The irony is that our current weather keeps us fighting not dryness but moisture; humidity haunts us like a big damp ghost, lurking behind the apartment door at the end of the day, grown strong on our despair (the air conditioner now only banishes the spectre fitfully). The plants and the soil are parched, but the humans are drowning.

Where I did much of my growing up, humidity isn't just a fact of life, it's one of the two or three facts that dominate life, like race relations, Baptists, and mosquitoes. But during the months of intense heat and moisture there's also frequent rain. Nary a summer afternoon in southern Mississippi passes that isn't marked by rising thunderheads, ominous booming, and (somewhere) a violent and satisfying shower. The embrace of humidity there comes with the promise that a beautiful cataclysm is in the offing.

This summer in New York, the storms have been few and far between, and even cloudy weather invokes merely a white haze with which to torment us. Struggling through humidity, and knowing that no rain is in the forecast, is like wrestling with perpetual writer's block: inspiration of any kind seems witheld, hanging in the air all about you, refusing to condense, to coalesce, to fall to Earth.

Posted by BT at July 31, 2002 06:21 PM
Comments

I've now experienced two summers in Oz and, whereas the first was hot and humid with a weeklong stretch of 40+ days, the last was dry and not-nearly-as hot. Both were sunny and the most startling aspect of summer (or winter, for that matter) is that the sun can burn you, as ants through a magnifying glass. There is no ozone here and the "slip, slap, slop" campaign designed to remind one that sunscreen is a wise idea is inherently unnecessary. Keep checking those moles!

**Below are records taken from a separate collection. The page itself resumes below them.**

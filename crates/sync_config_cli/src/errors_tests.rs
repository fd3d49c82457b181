use super::*;

#[test]
fn test_project_not_found_display() {
    let error = Error::ProjectNotFound("ABC".to_string());

    assert_eq!(error.to_string(), "No configuration found for project 'ABC'");
}

#[test]
fn test_load_error_is_transparent() {
    let error: Error = ConfigurationError::ValidationFailed {
        message: "Inbound mapping - following items do not contain field declaration: %x%. "
            .to_string(),
    }
    .into();

    assert!(matches!(error, Error::Load(_)));
    assert!(error.to_string().starts_with("Configuration validation failed"));
}

#[test]
fn test_load_file_error_display() {
    let error = Error::LoadFile(io::Error::new(io::ErrorKind::NotFound, "missing.xml"));

    assert!(error.to_string().contains("missing.xml"));
}
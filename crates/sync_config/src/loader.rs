//! Loading a mapping document into a published project table.
//!
//! Loading is a single synchronous pass: the document is parsed, every
//! mapping of every configuration is validated, and only when no mapping
//! produced a validation message is the project table built. A failed load
//! never yields a partial table.

use crate::configuration::Configuration;
use crate::errors::{ConfigurationError, ConfigurationResult};
use crate::mapping::Direction;
use crate::parser::parse_configurations;
use crate::validator::validate_mapping;
use std::collections::HashMap;
use std::sync::Arc;
use tracing::{debug, info, instrument, warn};

#[cfg(test)]
#[path = "loader_tests.rs"]
mod tests;

/// Immutable lookup table from project key to its configuration.
///
/// Several project keys usually share one configuration, so configurations
/// are reference counted rather than cloned per key.
#[derive(Debug, Clone, Default, PartialEq)]
pub struct ProjectConfigurations {
    by_project: HashMap<String, Arc<Configuration>>,
    configurations: Vec<Arc<Configuration>>,
}

impl ProjectConfigurations {
    /// Build the table from configurations in document order.
    ///
    /// When a project key appears in several configurations the later one
    /// wins; no merge takes place and no error is raised.
    pub fn from_configurations(configurations: Vec<Configuration>) -> Self {
        let configurations: Vec<Arc<Configuration>> =
            configurations.into_iter().map(Arc::new).collect();

        let mut by_project = HashMap::new();
        for configuration in &configurations {
            for project in &configuration.projects {
                if by_project
                    .insert(project.clone(), Arc::clone(configuration))
                    .is_some()
                {
                    debug!(project = %project, "Project claimed by a later configuration");
                }
            }
        }

        Self {
            by_project,
            configurations,
        }
    }

    /// Configuration registered for `project`.
    pub fn get(&self, project: &str) -> Option<&Arc<Configuration>> {
        self.by_project.get(project)
    }

    /// Project keys in sorted order.
    pub fn project_keys(&self) -> Vec<&str> {
        let mut keys: Vec<&str> = self.by_project.keys().map(String::as_str).collect();
        keys.sort_unstable();
        keys
    }

    pub fn iter(&self) -> impl Iterator<Item = (&str, &Arc<Configuration>)> {
        self.by_project.iter().map(|(k, v)| (k.as_str(), v))
    }

    pub fn len(&self) -> usize {
        self.by_project.len()
    }

    pub fn is_empty(&self) -> bool {
        self.by_project.is_empty()
    }

    /// Every configuration of the source document, in document order.
    pub fn configurations(&self) -> &[Arc<Configuration>] {
        &self.configurations
    }
}

/// Loads sync mapping documents.
///
/// # Examples
///
/// ```rust
/// use sync_config::SyncConfigLoader;
///
/// let document = r#"
/// <configurations>
///   <configuration>
///     <projects><project>ABC</project></projects>
///     <mappings>
///       <mappingIn>
///         <fields><field id="summary" mapTo="summary"/></fields>
///         <templateFields>
///           <templateField mapTo="description"><template>%summary%</template></templateField>
///         </templateFields>
///       </mappingIn>
///     </mappings>
///   </configuration>
/// </configurations>"#;
///
/// let table = SyncConfigLoader::new().load(document)?;
/// let configuration = table.get("ABC").unwrap();
/// assert_eq!(configuration.inbound_mappings[0].templates[0].template_text, "%summary%");
/// # Ok::<(), sync_config::ConfigurationError>(())
/// ```
#[derive(Debug, Clone, Copy, Default)]
pub struct SyncConfigLoader;

impl SyncConfigLoader {
    pub fn new() -> Self {
        Self
    }

    /// Parse, validate and publish a mapping document.
    ///
    /// # Errors
    ///
    /// * `ConfigurationError::ParseError` - The document is not well-formed XML
    /// * `ConfigurationError::ValidationFailed` - At least one template
    ///   placeholder does not resolve; the message lists every violation of
    ///   the whole document, inbound mappings first
    #[instrument(skip(self, document), fields(document_len = document.len()))]
    pub fn load(&self, document: &str) -> ConfigurationResult<ProjectConfigurations> {
        let configurations = parse_configurations(document)?;

        let mut inbound_messages = String::new();
        let mut outbound_messages = String::new();

        for configuration in &configurations {
            for direction in [Direction::Inbound, Direction::Outbound] {
                let messages = match direction {
                    Direction::Inbound => &mut inbound_messages,
                    Direction::Outbound => &mut outbound_messages,
                };
                for mapping in configuration.mappings(direction) {
                    if let Some(message) = validate_mapping(mapping, direction.label()) {
                        messages.push_str(&message);
                    }
                }
            }
        }

        if !inbound_messages.is_empty() || !outbound_messages.is_empty() {
            let message = inbound_messages + &outbound_messages;
            warn!(error = %message, "Mapping document failed validation");
            return Err(ConfigurationError::ValidationFailed { message });
        }

        let table = ProjectConfigurations::from_configurations(configurations);
        info!(
            projects = table.len(),
            configurations = table.configurations().len(),
            "Published sync configuration"
        );

        Ok(table)
    }
}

Posted by: art on July 31, 2002 09:32 PM

'Slip, slop, slap', Art, 'slip, slop, slap'.

Slip on a shirt,
Slop on sunscreen,
And slap on a hat!

We'll make a true blue Aussie out of you yet.

There was a time when such a campaign was very much necessary. My generation grew up searching for the ultimate burn. The more blisters and peeling, more street cred. That jingle was written for us - not that it had much effect.

Posted by: Rory on August 1, 2002 07:26 AM

Art, I am sure, has many memories of the pursuit by our winter-whitened fellow students of the Sunken Garden tan. We weren't exactly the pre-SPF generation, but there were plenty of those who used the still-acceptable notion of catching rays as an excuse to indulge their exhibitionistic streak. As someone who has cultivated a very healthy degree of physical shame w/r/t his body, I of course viewed such brazen bikini-ism with dismay and an appropriately academic interest in such pathological behavior.

Posted by: BT on August 1, 2002 09:37 AM

The rains they cometh tonight. Be a happy kind of wet.

Posted by: hackly_fracture on August 1, 2002 11:01 AM

5{n tonight it'll rain. Dang. Thought my corns were acting up but I guess I just stubbed my toes.

Hey, BT, forgot to say: ". . . it's one of the two or three facts that dominate life, like race relations, Baptists, and mosquitoes." = nice.